“Something that big should have been made by God.”

The new film Deepwater Horizon has a character deliver that dialogue from the cockpit of a helicopter en route to the massive offshore oil rig, which we all know blew out and exploded 43 miles off the Louisiana coast on April 20, 2010. It underscores the film’s theme of hubris, of men who thought they could “tame dinosaurs” and ultimately flew too close to the sun. But it also could have been an apt description of the film itself, of the notion that destruction so mammoth could be — or even should be — captured in a major motion picture.
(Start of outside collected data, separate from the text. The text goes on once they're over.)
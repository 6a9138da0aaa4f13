//! Notification interface for rendered change reports.

use crate::errors::{ExError, ExErrorKind};
use std::sync::Mutex;

/// Deliver a rendered report to a human-facing channel.
///
/// Delivery is fire-and-forget: implementations only guarantee that a
/// failed transport is reported as an error.
#[allow(clippy::result_large_err)]
pub trait Notifier: Send + Sync {
    /// Send one message.
    ///
    /// # Errors
    ///
    /// Returns `ExErrorKind::Transport` when the message could not be sent.
    fn notify(&self, message: &str) -> Result<(), ExError>;
}

/// Notifier that prints reports to stdout, used for dry runs.
#[derive(Debug, Clone, Copy, Default)]
pub struct StdoutNotifier;

impl Notifier for StdoutNotifier {
    fn notify(&self, message: &str) -> Result<(), ExError> {
        println!("{}", message);
        Ok(())
    }
}

/// Notifier that keeps every message in memory.
#[derive(Debug, Default)]
pub struct RecordingNotifier {
    messages: Mutex<Vec<String>>,
}

impl RecordingNotifier {
    pub fn new() -> Self {
        Self::default()
    }

    /// All messages received so far
    pub fn messages(&self) -> Vec<String> {
        self.messages.lock().map(|m| m.clone()).unwrap_or_default()
    }
}

impl Notifier for RecordingNotifier {
    fn notify(&self, message: &str) -> Result<(), ExError> {
        self.messages
            .lock()
            .map(|mut m| m.push(message.to_string()))
            .map_err(|_| {
                ExError::new(ExErrorKind::Internal)
                    .with_op("notify")
                    .with_message("recording notifier lock poisoned")
            })
    }
}

/// Notifier whose transport always fails.
#[derive(Debug, Clone, Copy, Default)]
pub struct FailingNotifier;

impl Notifier for FailingNotifier {
    fn notify(&self, _message: &str) -> Result<(), ExError> {
        Err(ExError::new(ExErrorKind::Transport)
            .with_op("notify")
            .with_message("notification transport unavailable"))
    }
}
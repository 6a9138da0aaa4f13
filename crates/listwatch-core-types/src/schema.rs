//! Canonical schema constants for structured logging and events
//!
//! These constants keep field names consistent across the loader, diff
//! engine, store and cycle orchestration.

// Canonical field keys for structured logging
pub const FIELD_OP: &str = "op";
pub const FIELD_EVENT: &str = "event";
pub const FIELD_DURATION_MS: &str = "duration_ms";
pub const FIELD_MARKET: &str = "market";

// Error fields
pub const FIELD_ERR_KIND: &str = "err.kind";
pub const FIELD_ERR_CODE: &str = "err.code";

// Canonical event names
pub const EVENT_START: &str = "start";
pub const EVENT_END: &str = "end";
pub const EVENT_END_ERROR: &str = "end_error";
pub const EVENT_REPORT: &str = "report";

#[cfg(test)]
mod tests {
    use super::*;

    #[test]
    fn test_error_fields_share_a_prefix() {
        assert!(FIELD_ERR_KIND.starts_with("err."));
        assert!(FIELD_ERR_CODE.starts_with("err."));
    }

    #[test]
    fn test_event_names_are_distinct() {
        let events = [EVENT_START, EVENT_END, EVENT_END_ERROR, EVENT_REPORT];
        for (i, a) in events.iter().enumerate() {
            for b in &events[i + 1..] {
                assert_ne!(a, b);
            }
        }
    }
}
In the real world, the result of the Deepwater blowout was the most massive environmental catastrophe in American history. Over the following 87 days, the uncapped Macondo Prospect well the rig had drilled gushed 4.9 million barrels of oil into the Gulf of Mexico, much of which eventually washed ashore across all five Gulf Coast states. The effects on fish, shrimp, birds, dolphins, sea turtles and, of course, people are still being felt to this day.

That monumental tragedy still so fresh in so many people’s minds, is it too soon to be exploited as fodder for a big-budget, effects-driven Hollywood blockbuster — one starring Marky Mark Wahlberg, at that? Yes, it probably is. Yet director Peter Berg makes it work by focusing on the 126 workers aboard the platform that night, 11 of whom perished in the accident. Watching the chaos unfold, what strikes one as remarkable is that anyone made it off alive.

Berg takes his time setting the scene and building toward the disaster, patiently drawing the viewer in to what amounts to a foreign world that very few ever get a chance to see. We might have only vague notions of the actual tasks the rig workers perform routinely, but little exposition is wasted attempting to explain any of the technical jargon. You just have to let it wash over you and take for granted that all the talk of blowout preventers, of cement tests and negative pressure tests, of drill pipes and kill pipes and bladder effects, all have something to do with unleashing the monster we all know is coming to devour them.

The film instead allows viewers to connect by grounding the story in what ultimately seems like a fairly typical workplace. You have your prickly types and your goof-offs, your self-aggrandizing awards rituals and opportunities to eat cake, your routine sexual harassment, your complaints about bosses, about how the computers are shit and the bathrooms don’t work.

And you have your inevitable petty disputes between clients and contractors. In this case, a group of BP execs, led by Don Vidrine (John Malkovich), have come out to tighten the screws for Transocean manager James “Mr. Jimmy” Harrell (Kurt Russell), whose crew is 43 days late and $53 million over budget in drilling the well. Dripping with villainous menace, Malkovich’s Vidrine tells Harrell and crew through a thick Cajun drawl that they are “scared as cats” and that the time has come to just stop already with the pointless testing and just get the well ready to pump. Sporting a fierce walrus moustache and the countenance of a take-no-shit Southern gentleman, Jimmy stands up for the safety of his men, but ultimately is overruled by the guys with the money. (The real-life Vidrine would later be charged with manslaughter, but ultimately sentenced earlier this year to just 10 months of probation on a misdemeanor pollution charge.)

The film does its own bit of screw-tightening, building the dramatic tension along with the physical pressure in the well, until the break finally comes. In rapid succession, a failed pressure test leads seawater then mud then oil and finally explosive gas to come rocketing up through the rig, which is consumed in a massive fireball, leaving in its wake one of the most spectacular towering infernos ever caught on celluloid. From that point on, we see virtually everything through the eyes of chief electronics technician Mike Williams (Wahlberg), who exudes rugged, blue-collar gravitas as he uses every ounce of his wits, strength and guile both to save his fellow crew members and to get himself back home to his wife (Kate Hudson, daughter of Russell’s longtime partner Goldie Hawn) and young daughter.

The roughly 40-minute stretch covering the disaster itself is, of course, why the film was made and it’s well worth the price of admission alone. To choreograph such elaborate chaos, the literal unleashing of hell on earth, in ways that manage both to serve as an all-out assault on the senses and to be just magnificently beautiful was a monumental undertaking. Despite tremendous challenges, Berg and company stick the landing. Do not be surprised if cinematographer Enrique Chediak, visual effects supervisor Craig Hammack, production designer Chris Seagers, editors Gabriel Fleming and Colby Parker Jr. and possibly even Berg himself take home a proverbial boatload of Academy Awards next year.

For sure, the film has its flaws. Neither of the female co-stars (Hudson and Gina Rodriguez as navigator Andrea Fleytas) are particularly well-served and it fails the Bechdel test miserably. Given how well we all know the rig’s eventual fate, the early scenes probably could have made do with just one or two ominous portents of foreshadowing, rather than the seven or eight we actually get. But Deepwater Horizon nonetheless stands as a major triumph of cinematic craft and one that deserves your attention.